Problem to solve :: Set the data down again, word for word, as it appears below.

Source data
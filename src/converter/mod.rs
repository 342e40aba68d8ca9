pub mod batch;
pub mod orchestrator;
pub mod output_layout;
pub mod service;

pub use batch::{BatchReport, BatchRunner, FailedFile, PlannedConversion};
pub use orchestrator::{ConversionResult, ConversionSettings, Converter};
pub use output_layout::{resolve_target_path, OutputRun, TargetLocation};
pub use service::{CommandService, ConversionRequest, ConversionService};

Response box ::
filename src/converter/mod.rs
repository 342e40aba68d8ca9
pub mod batch;
pub mod orchestrator;
pub mod output_layout;
pub mod service;

pub use batch::{BatchReport, BatchRunner, FailedFile, PlannedConversion};
pub use orchestrator::{ConversionResult, ConversionSettings, Converter};
pub use output_layout::{resolve_target_path, OutputRun, TargetLocation};
pub use service::{CommandService, ConversionRequest, ConversionService};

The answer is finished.